Material provided

#![cfg_attr(feature = "fail-on-warnings", deny(warnings))]
#![warn(clippy::all, clippy::pedantic, clippy::nursery, clippy::cargo)]
#![allow(clippy::multiple_crate_versions, clippy::cargo_common_metadata)]

//! Correlates wildfire detections with PM2.5 near a monitoring station.
//!
//! ```text
//! wildfire_aq run --station ibirapuera --radius-km 150 --start 2024-07-01 --end 2024-08-30
//! wildfire_aq stations
//! wildfire_aq import-fires fires.csv
//! wildfire_aq import-readings readings.csv
//! ```
//!
//! Running `wildfire_aq` with no subcommand opens an interactive form.
//!
//! Uses `indicatif-log-bridge` (via [`wildfire_aq_cli_utils::init_logger`])
//! so that log lines and the query spinner never fight for the terminal.

mod interactive;
mod report;

use std::path::PathBuf;
use std::sync::Arc;
use std::time::Duration;

use chrono::NaiveDate;
use clap::{Args, Parser, Subcommand};
use wildfire_aq_analytics::correlation::MAX_LAG_LIMIT;
use wildfire_aq_cli_utils::MultiProgress;
use wildfire_aq_database::import::{import_fire_events_csv, import_readings_csv};
use wildfire_aq_database::paths::store_path_from_env;
use wildfire_aq_database::store_db::{self, DuckDbStore};
use wildfire_aq_geography::registry::{all_stations, find_station};
use wildfire_aq_geography_models::GeoPoint;
use wildfire_aq_pipeline::{AnalysisRequest, Pipeline, PipelineConfig, PipelineError};

use crate::report::{Exports, print_report, write_exports};

#[derive(Parser)]
#[command(
    name = "wildfire_aq",
    about = "Correlate wildfire detections with PM2.5 near an air-quality station"
)]
struct Cli {
    /// `DuckDB` store (defaults to $WILDFIRE_AQ_DB or data/air_quality.duckdb)
    #[arg(long, global = true)]
    db: Option<PathBuf>,

    /// Store query timeout in seconds (defaults to $WILDFIRE_AQ_STORE_TIMEOUT_SECS or 5)
    #[arg(long, global = true)]
    timeout_secs: Option<u64>,

    #[command(subcommand)]
    command: Option<Commands>,
}

#[derive(Subcommand)]
enum Commands {
    /// Run one analysis and print the lag table
    Run(RunArgs),
    /// List the registered monitoring stations
    Stations,
    /// Load fire detections from a `date,latitude,longitude` CSV
    ImportFires {
        /// CSV file to load
        path: PathBuf,
    },
    /// Load pollutant readings from a `station,date,pm25` CSV
    ImportReadings {
        /// CSV file to load
        path: PathBuf,
    },
}

#[derive(Args)]
struct RunArgs {
    /// Station key (see `wildfire_aq stations`)
    #[arg(long)]
    station: String,

    /// Centre latitude (defaults to the station's)
    #[arg(long, requires = "lon", allow_negative_numbers = true)]
    lat: Option<f64>,

    /// Centre longitude (defaults to the station's)
    #[arg(long, requires = "lat", allow_negative_numbers = true)]
    lon: Option<f64>,

    /// Fire search radius in kilometres
    #[arg(long, default_value = "150")]
    radius_km: f64,

    /// First day (YYYY-MM-DD)
    #[arg(long)]
    start: NaiveDate,

    /// Last day, inclusive (YYYY-MM-DD)
    #[arg(long)]
    end: NaiveDate,

    /// Largest lag in days, at most 365 (defaults to $WILDFIRE_AQ_MAX_LAG or 5)
    #[arg(long, value_parser = clap::value_parser!(u32).range(0..=i64::from(MAX_LAG_LIMIT)))]
    max_lag: Option<u32>,

    /// Write the lag table (`Lag,Correlation`) to this CSV file
    #[arg(long)]
    lags_csv: Option<PathBuf>,

    /// Write the joint daily series to this CSV file
    #[arg(long)]
    joint_csv: Option<PathBuf>,

    /// Write fire hotspots to this `GeoJSON` file
    #[arg(long)]
    geojson: Option<PathBuf>,
}

#[tokio::main]
async fn main() -> Result<(), Box<dyn std::error::Error>> {
    let multi = wildfire_aq_cli_utils::init_logger();
    let cli = Cli::parse();

    let db_path = cli.db.unwrap_or_else(store_path_from_env);
    let mut config = PipelineConfig::from_env();
    if let Some(secs) = cli.timeout_secs {
        config = config.with_store_timeout(Duration::from_secs(secs.max(1)));
    }

    let Some(command) = cli.command else {
        println!("Wildfire / Air Quality Correlation");
        println!();
        let (request, exports) = interactive::prompt()?;
        return analyse(&multi, db_path, config, &request, &exports).await;
    };

    match command {
        Commands::Run(args) => {
            let station = find_station(&args.station).ok_or_else(|| {
                format!(
                    "unknown station '{}' (run `wildfire_aq stations` to list them)",
                    args.station
                )
            })?;

            let mut request =
                AnalysisRequest::for_station(&station, args.radius_km, args.start, args.end);
            if let (Some(lat), Some(lon)) = (args.lat, args.lon) {
                request.center = GeoPoint::new(lat, lon);
            }
            if let Some(max_lag) = args.max_lag {
                config = config.with_max_lag(max_lag);
            }

            let exports = Exports {
                lags_csv: args.lags_csv,
                joint_csv: args.joint_csv,
                geojson: args.geojson,
            };
            analyse(&multi, db_path, config, &request, &exports).await?;
        }
        Commands::Stations => {
            println!("{:<32} {:<32} {:>10} {:>10}", "ID", "NAME", "LAT", "LON");
            println!("{}", "-".repeat(87));
            for station in all_stations() {
                println!(
                    "{:<32} {:<32} {:>10.4} {:>10.4}",
                    station.id, station.name, station.latitude, station.longitude
                );
            }
        }
        Commands::ImportFires { path } => {
            let conn = store_db::open(&db_path)?;
            let stats = import_fire_events_csv(&conn, &path)?;
            let (readings, fires) = store_db::table_counts(&conn)?;
            println!(
                "Imported {} fire detections ({} rows skipped). Store now holds {fires} detections and {readings} readings.",
                stats.imported, stats.skipped
            );
        }
        Commands::ImportReadings { path } => {
            let conn = store_db::open(&db_path)?;
            let stats = import_readings_csv(&conn, &path)?;
            let (readings, fires) = store_db::table_counts(&conn)?;
            println!(
                "Imported {} pollutant readings ({} rows skipped). Store now holds {readings} readings and {fires} detections.",
                stats.imported, stats.skipped
            );
        }
    }

    Ok(())
}

/// Runs the pipeline against the `DuckDB` store, prints the report and
/// writes exports. An empty result is reported, not treated as a failure.
async fn analyse(
    multi: &MultiProgress,
    db_path: PathBuf,
    config: PipelineConfig,
    request: &AnalysisRequest,
    exports: &Exports,
) -> Result<(), Box<dyn std::error::Error>> {
    let station = request.validate()?;
    let pipeline = Pipeline::new(Arc::new(DuckDbStore::new(db_path)), config);

    let spinner = wildfire_aq_cli_utils::spinner(
        multi,
        &format!("Analysing {} ({} km)", station.name, request.radius_km),
    );
    let result = pipeline.run(request).await;
    spinner.finish_and_clear();

    match result {
        Ok(report) => {
            print_report(&report, &station);
            write_exports(&report, exports)?;
            Ok(())
        }
        Err(PipelineError::DataUnavailable { context, reason }) => {
            println!("No data found for {context}: {reason}.");
            println!("Try a wider radius or a different date range.");
            Ok(())
        }
        Err(e) => Err(e.into()),
    }
}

What you will do
Extract all of the data exactly as written.

Answer below
#![cfg_attr(feature = "fail-on-warnings", deny(warnings))]
#![warn(clippy::all, clippy::pedantic, clippy::nursery, clippy::cargo)]
#![allow(clippy::multiple_crate_versions, clippy::cargo_common_metadata)]

//! Correlates wildfire detections with PM2.5 near a monitoring station.
//!
//! ```text
//! wildfire_aq run --station ibirapuera --radius-km 150 --start 2024-07-01 --end 2024-08-30
//! wildfire_aq stations
//! wildfire_aq import-fires fires.csv
//! wildfire_aq import-readings readings.csv
//! ```
//!
//! Running `wildfire_aq` with no subcommand opens an interactive form.
//!
//! Uses `indicatif-log-bridge` (via [`wildfire_aq_cli_utils::init_logger`])
//! so that log lines and the query spinner never fight for the terminal.

mod interactive;
mod report;

use std::path::PathBuf;
use std::sync::Arc;
use std::time::Duration;

use chrono::NaiveDate;
use clap::{Args, Parser, Subcommand};
use wildfire_aq_analytics::correlation::MAX_LAG_LIMIT;
use wildfire_aq_cli_utils::MultiProgress;
use wildfire_aq_database::import::{import_fire_events_csv, import_readings_csv};
use wildfire_aq_database::paths::store_path_from_env;
use wildfire_aq_database::store_db::{self, DuckDbStore};
use wildfire_aq_geography::registry::{all_stations, find_station};
use wildfire_aq_geography_models::GeoPoint;
use wildfire_aq_pipeline::{AnalysisRequest, Pipeline, PipelineConfig, PipelineError};

use crate::report::{Exports, print_report, write_exports};

#[derive(Parser)]
#[command(
    name = "wildfire_aq",
    about = "Correlate wildfire detections with PM2.5 near an air-quality station"
)]
struct Cli {
    /// `DuckDB` store (defaults to $WILDFIRE_AQ_DB or data/air_quality.duckdb)
    #[arg(long, global = true)]
    db: Option<PathBuf>,

    /// Store query timeout in seconds (defaults to $WILDFIRE_AQ_STORE_TIMEOUT_SECS or 5)
    #[arg(long, global = true)]
    timeout_secs: Option<u64>,

    #[command(subcommand)]
    command: Option<Commands>,
}

#[derive(Subcommand)]
enum Commands {
    /// Run one analysis and print the lag table
    Run(RunArgs),
    /// List the registered monitoring stations
    Stations,
    /// Load fire detections from a `date,latitude,longitude` CSV
    ImportFires {
        /// CSV file to load
        path: PathBuf,
    },
    /// Load pollutant readings from a `station,date,pm25` CSV
    ImportReadings {
        /// CSV file to load
        path: PathBuf,
    },
}

#[derive(Args)]
struct RunArgs {
    /// Station key (see `wildfire_aq stations`)
    #[arg(long)]
    station: String,

    /// Centre latitude (defaults to the station's)
    #[arg(long, requires = "lon", allow_negative_numbers = true)]
    lat: Option<f64>,

    /// Centre longitude (defaults to the station's)
    #[arg(long, requires = "lat", allow_negative_numbers = true)]
    lon: Option<f64>,

    /// Fire search radius in kilometres
    #[arg(long, default_value = "150")]
    radius_km: f64,

    /// First day (YYYY-MM-DD)
    #[arg(long)]
    start: NaiveDate,

    /// Last day, inclusive (YYYY-MM-DD)
    #[arg(long)]
    end: NaiveDate,

    /// Largest lag in days, at most 365 (defaults to $WILDFIRE_AQ_MAX_LAG or 5)
    #[arg(long, value_parser = clap::value_parser!(u32).range(0..=i64::from(MAX_LAG_LIMIT)))]
    max_lag: Option<u32>,

    /// Write the lag table (`Lag,Correlation`) to this CSV file
    #[arg(long)]
    lags_csv: Option<PathBuf>,

    /// Write the joint daily series to this CSV file
    #[arg(long)]
    joint_csv: Option<PathBuf>,

    /// Write fire hotspots to this `GeoJSON` file
    #[arg(long)]
    geojson: Option<PathBuf>,
}

#[tokio::main]
async fn main() -> Result<(), Box<dyn std::error::Error>> {
    let multi = wildfire_aq_cli_utils::init_logger();
    let cli = Cli::parse();

    let db_path = cli.db.unwrap_or_else(store_path_from_env);
    let mut config = PipelineConfig::from_env();
    if let Some(secs) = cli.timeout_secs {
        config = config.with_store_timeout(Duration::from_secs(secs.max(1)));
    }

    let Some(command) = cli.command else {
        println!("Wildfire / Air Quality Correlation");
        println!();
        let (request, exports) = interactive::prompt()?;
        return analyse(&multi, db_path, config, &request, &exports).await;
    };

    match command {
        Commands::Run(args) => {
            let station = find_station(&args.station).ok_or_else(|| {
                format!(
                    "unknown station '{}' (run `wildfire_aq stations` to list them)",
                    args.station
                )
            })?;

            let mut request =
                AnalysisRequest::for_station(&station, args.radius_km, args.start, args.end);
            if let (Some(lat), Some(lon)) = (args.lat, args.lon) {
                request.center = GeoPoint::new(lat, lon);
            }
            if let Some(max_lag) = args.max_lag {
                config = config.with_max_lag(max_lag);
            }

            let exports = Exports {
                lags_csv: args.lags_csv,
                joint_csv: args.joint_csv,
                geojson: args.geojson,
            };
            analyse(&multi, db_path, config, &request, &exports).await?;
        }
        Commands::Stations => {
            println!("{:<32} {:<32} {:>10} {:>10}", "ID", "NAME", "LAT", "LON");
            println!("{}", "-".repeat(87));
            for station in all_stations() {
                println!(
                    "{:<32} {:<32} {:>10.4} {:>10.4}",
                    station.id, station.name, station.latitude, station.longitude
                );
            }
        }
        Commands::ImportFires { path } => {
            let conn = store_db::open(&db_path)?;
            let stats = import_fire_events_csv(&conn, &path)?;
            let (readings, fires) = store_db::table_counts(&conn)?;
            println!(
                "Imported {} fire detections ({} rows skipped). Store now holds {fires} detections and {readings} readings.",
                stats.imported, stats.skipped
            );
        }
        Commands::ImportReadings { path } => {
            let conn = store_db::open(&db_path)?;
            let stats = import_readings_csv(&conn, &path)?;
            let (readings, fires) = store_db::table_counts(&conn)?;
            println!(
                "Imported {} pollutant readings ({} rows skipped). Store now holds {readings} readings and {fires} detections.",
                stats.imported, stats.skipped
            );
        }
    }

    Ok(())
}

/// Runs the pipeline against the `DuckDB` store, prints the report and
/// writes exports. An empty result is reported, not treated as a failure.
async fn analyse(
    multi: &MultiProgress,
    db_path: PathBuf,
    config: PipelineConfig,
    request: &AnalysisRequest,
    exports: &Exports,
) -> Result<(), Box<dyn std::error::Error>> {
    let station = request.validate()?;
    let pipeline = Pipeline::new(Arc::new(DuckDbStore::new(db_path)), config);

    let spinner = wildfire_aq_cli_utils::spinner(
        multi,
        &format!("Analysing {} ({} km)", station.name, request.radius_km),
    );
    let result = pipeline.run(request).await;
    spinner.finish_and_clear();

    match result {
        Ok(report) => {
            print_report(&report, &station);
            write_exports(&report, exports)?;
            Ok(())
        }
        Err(PipelineError::DataUnavailable { context, reason }) => {
            println!("No data found for {context}: {reason}.");
            println!("Try a wider radius or a different date range.");
            Ok(())
        }
        Err(e) => Err(e.into()),
    }
}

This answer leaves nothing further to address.